**What you are asked to do:** Give the number of lines below that contain the word "meta", and nothing else.

**Data for this task:**
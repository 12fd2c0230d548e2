use chrono::{DateTime, Utc};
use filetime::FileTime;
use tempfile::NamedTempFile;

use crate::backends::SyncError;
use crate::resource::Resource;
use crate::system::System;

/// Mode for freshly installed files with nothing to inherit from.
pub const DEFAULT_MODE: u32 = 0o664;

/// The declared mode, else the installed file's, else [`DEFAULT_MODE`].
pub fn effective_mode<S: System + ?Sized>(system: &S, resource: &Resource) -> u32 {
    if resource.perms != 0 {
        return resource.perms;
    }
    system
        .stat_existing(&resource.path)
        .map(|stat| stat.mode)
        .unwrap_or(DEFAULT_MODE)
}

/// Move a staged download onto the resource path.
///
/// Ownership and mode are applied to the staging file first, then it is
/// renamed over the target in one step. The staging file is deleted on every
/// failure path.
pub fn install<S: System + ?Sized>(
    system: &S,
    resource: &Resource,
    staging: NamedTempFile,
    last_modified: Option<DateTime<Utc>>,
) -> Result<(), SyncError> {
    let mode = effective_mode(system, resource);
    system.apply_permissions(
        staging.path(),
        resource.user.as_deref(),
        resource.group.as_deref(),
        mode,
    )?;

    if let Some(time) = last_modified {
        filetime::set_file_mtime(staging.path(), FileTime::from_unix_time(time.timestamp(), 0))?;
    }

    staging
        .persist(&resource.path)
        .map_err(|e| SyncError::Install {
            path: resource.path.clone(),
            source: e.error,
        })?;
    Ok(())
}

#[cfg(all(test, unix))]
mod tests {
    use super::*;
    use crate::system::OsSystem;
    use chrono::TimeZone;
    use std::fs;
    use std::io::Write;
    use std::os::unix::fs::PermissionsExt;

    fn staged(dir: &std::path::Path, content: &[u8]) -> NamedTempFile {
        let mut f = NamedTempFile::new_in(dir).unwrap();
        f.write_all(content).unwrap();
        f
    }

    #[test]
    fn test_effective_mode_order() {
        let dir = tempfile::tempdir().unwrap();
        let path = dir.path().join("target");
        let mut resource = Resource::new(&path);

        assert_eq!(effective_mode(&OsSystem, &resource), DEFAULT_MODE);

        fs::write(&path, b"old").unwrap();
        fs::set_permissions(&path, fs::Permissions::from_mode(0o600)).unwrap();
        assert_eq!(effective_mode(&OsSystem, &resource), 0o600);

        resource.perms = 0o644;
        assert_eq!(effective_mode(&OsSystem, &resource), 0o644);
    }

    #[test]
    fn test_install_replaces_and_inherits_mode() {
        let dir = tempfile::tempdir().unwrap();
        let path = dir.path().join("target");
        fs::write(&path, b"old").unwrap();
        fs::set_permissions(&path, fs::Permissions::from_mode(0o640)).unwrap();

        let staging = staged(dir.path(), b"new");
        let staging_path = staging.path().to_path_buf();
        let lm = Utc.with_ymd_and_hms(2020, 1, 2, 3, 4, 5).unwrap();
        install(&OsSystem, &Resource::new(&path), staging, Some(lm)).unwrap();

        assert_eq!(fs::read(&path).unwrap(), b"new");
        let meta = fs::metadata(&path).unwrap();
        assert_eq!(meta.permissions().mode() & 0o7777, 0o640);
        assert_eq!(
            FileTime::from_last_modification_time(&meta).unix_seconds(),
            lm.timestamp()
        );
        assert!(!staging_path.exists());
    }

    #[test]
    fn test_install_failure_discards_staging() {
        let dir = tempfile::tempdir().unwrap();
        let path = dir.path().join("target");
        fs::write(&path, b"old").unwrap();

        let staging = staged(dir.path(), b"new");
        let staging_path = staging.path().to_path_buf();
        let mut resource = Resource::new(&path);
        resource.user = Some("no-such-user-ironsync".into());

        assert!(install(&OsSystem, &resource, staging, None).is_err());
        assert_eq!(fs::read(&path).unwrap(), b"old");
        assert!(!staging_path.exists());
    }
}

**Response to the exercise:** 3